Sobre los asesinatos se han barajado múltiples hipótesis. Un detective del FBI concluyó en 1999 que se trataba de “spree murderers”, algo así como asesinos de juerga. Se ha hablado en distintos momentos de asesinos en serie, escuadrones de la muerte, de redes asociadas a los conductores de buses, el narcotráfico o la trata de personas. También de una suerte de rito para sellar pactos entre hombres poderosos.
“La impunidad es la culpable de todo”, asegura la dramaturga Rocío Galicia, estudiosa del fenómeno y a punto de terminar un doctorado en la Universidad Iberoamericana sobre los asesinatos en Juárez. No atina a explicarlo de otra manera que como un monstruo de mil cabezas. “Hay muchas líneas de investigación, algunas absurdas, como el tráfico de órganos, pero dentro de la conclusión de la impunidad cabe todo. No es posible llegar a la verdad porque el sistema de justicia no existe y hay una ineficacia absoluta del resguardo de pruebas”.
En algún momento se hablaba de un prototipo de víctimas jóvenes, delgadas, morenas y de cabellos largos, pero hoy lo único claro es que se trata de mujeres humildes. “Todo ser pobre, marginado, indefenso, es borrado —asegura Galicia—. Y no pasa nada”.
Las hipótesis más fuertes son las relacionadas con el crimen organizado, asegura la antropóloga Patricia Ravelo Blancas, autora de varios libros sobre los feminicidios en Juárez y de un estudio en el que se detectaron las 31 teorías principales. “A la larga, se trata de la misma cadena para el tráfico de drogas, armas y mujeres”, asegura. Después, están las que tienen que ver con “violencia masculina totalmente legitimizada” en un lugar donde las mujeres desplazaron a los hombres como mano de obra en las maquilas. También hay muchos casos de agresiones domésticas que reproducen métodos macabros del crimen organizado. Ravelo concluye que se trata de “crímenes con una fuerte carga de odio misógino, discriminación de clase y xenofobia; eso se siente en la frontera”. El fenómeno está cerca de cumplir 20 años, pero los asesinos siguen afuera.

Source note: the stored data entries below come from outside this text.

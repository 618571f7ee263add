use axum::extract::rejection::JsonRejection;
use axum::extract::State;
use axum::http::{header, HeaderMap};
use axum::response::IntoResponse;
use axum::Json;
use serde::Deserialize;
use serde_json::{json, Value};
use tracing::info;

use quest_core::models::CreateUserInput;

use super::{blocking, required, AppState};
use crate::auth::cookies::{clear_cookie, session_cookie};
use crate::auth::{authenticate_user, hash_password, verify_password, PrincipalKind, SessionState};
use crate::error::ApiError;

#[derive(Debug, Deserialize)]
pub struct SignupRequest {
    email: Option<String>,
    username: Option<String>,
    password: Option<String>,
}

#[derive(Debug, Deserialize)]
pub struct LoginRequest {
    email: Option<String>,
    password: Option<String>,
}

fn normalize_email(email: Option<String>) -> Option<String> {
    required(email).map(|e| e.to_lowercase())
}

/// POST /api/auth/signup
pub async fn signup(
    State(state): State<AppState>,
    payload: Result<Json<SignupRequest>, JsonRejection>,
) -> Result<impl IntoResponse, ApiError> {
    let Json(req) = payload?;
    let (Some(email), Some(username), Some(password)) = (
        normalize_email(req.email),
        required(req.username),
        req.password,
    ) else {
        return Err(ApiError::BadRequest("Missing fields".into()));
    };

    // Password policy (empty, oversized) is enforced by the hasher.
    let password_hash = blocking(move || Ok(hash_password(&password)?)).await?;
    let user = state
        .db
        .create_user(CreateUserInput {
            email,
            username,
            password_hash,
        })?
        .ok_or_else(|| ApiError::BadRequest("Email already registered".into()))?;

    let token = state.tokens.issue(user.id, PrincipalKind::User)?;
    info!(user_id = %user.id, "User signed up");

    let cookie = session_cookie(PrincipalKind::User, &token, state.config.secure_cookies());
    Ok((
        [(header::SET_COOKIE, cookie)],
        Json(json!({ "success": true, "user": user })),
    ))
}

/// POST /api/auth/login
pub async fn login(
    State(state): State<AppState>,
    payload: Result<Json<LoginRequest>, JsonRejection>,
) -> Result<impl IntoResponse, ApiError> {
    let Json(req) = payload?;
    let (Some(email), Some(password)) = (
        normalize_email(req.email),
        req.password.filter(|p| !p.is_empty()),
    ) else {
        return Err(ApiError::BadRequest("Missing fields".into()));
    };

    let user = state
        .db
        .get_user_by_email(&email)?
        .ok_or(ApiError::InvalidCredentials)?;

    let hash = user.password_hash.clone();
    if !blocking(move || Ok(verify_password(&password, &hash)?)).await? {
        return Err(ApiError::InvalidCredentials);
    }

    state.db.touch_user(user.id)?;
    let user = state.db.get_user(user.id)?.unwrap_or(user);

    let token = state.tokens.issue(user.id, PrincipalKind::User)?;
    info!(user_id = %user.id, "User logged in");

    let cookie = session_cookie(PrincipalKind::User, &token, state.config.secure_cookies());
    Ok((
        [(header::SET_COOKIE, cookie)],
        Json(json!({ "success": true, "user": user })),
    ))
}

/// POST /api/auth/logout
pub async fn logout() -> impl IntoResponse {
    (
        [(header::SET_COOKIE, clear_cookie(PrincipalKind::User))],
        Json(json!({ "success": true })),
    )
}

/// GET /api/auth/me
///
/// Answers `{"user": null}` rather than 401 when there is no session.
pub async fn me(State(state): State<AppState>, headers: HeaderMap) -> Result<Json<Value>, ApiError> {
    let user = match authenticate_user(&state.tokens, &headers) {
        SessionState::Authenticated(id) => state.db.get_user(id)?,
        SessionState::Unauthenticated => None,
    };

    Ok(Json(json!({ "user": user })))
}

En el trasfondo hay una cultura de violencia de género que no es exclusiva de Ciudad Juárez. Aunque en algunos lugares de México, como el Distrito Federal, se han aprobado leyes para tipificar el feminicidio como un delito con penas más severas, al mismo tiempo seis estados mantienen vigente el atenuante de “razón de honor”, que rebaja la condena cuando el asesino sorprende a su mujer en un acto carnal. “La violencia basada en patrones de masculinidad se está convirtiendo en una epidemia”, ha dicho la diputada Teresa Incháustegui, presidenta de la Comisión Especial para el Seguimiento de Feminicidios. Según sus cifras, cada año hay unas 15.000 violaciones en México, sólo en el 25% de los casos se castiga al agresor y únicamente hay sentencia en el 1% de todos los expedientes por homicidio.
De hecho, otro de los estados donde proliferan el rapto y el asesinato de mujeres es en el céntrico estado de México. Según la Procuraduría (Fiscalía) estatal, en 2011 hubo 330 desaparecidas y algunas ONG comienzan a ver patrones similares a los de Juárez. Se trata de un bastión electoral del PRI en el que Enrique Peña Nieto, el amplio favorito de cara a las elecciones del 1º de julio, fue gobernador hasta 2011. Varios observadores creen que es uno de los principales lunares de la gestión de Peña Nieto, y aunque no ha ocurrido, el debate nacional sobre los feminicidios eventualmente se podría convertir en un tema de campaña.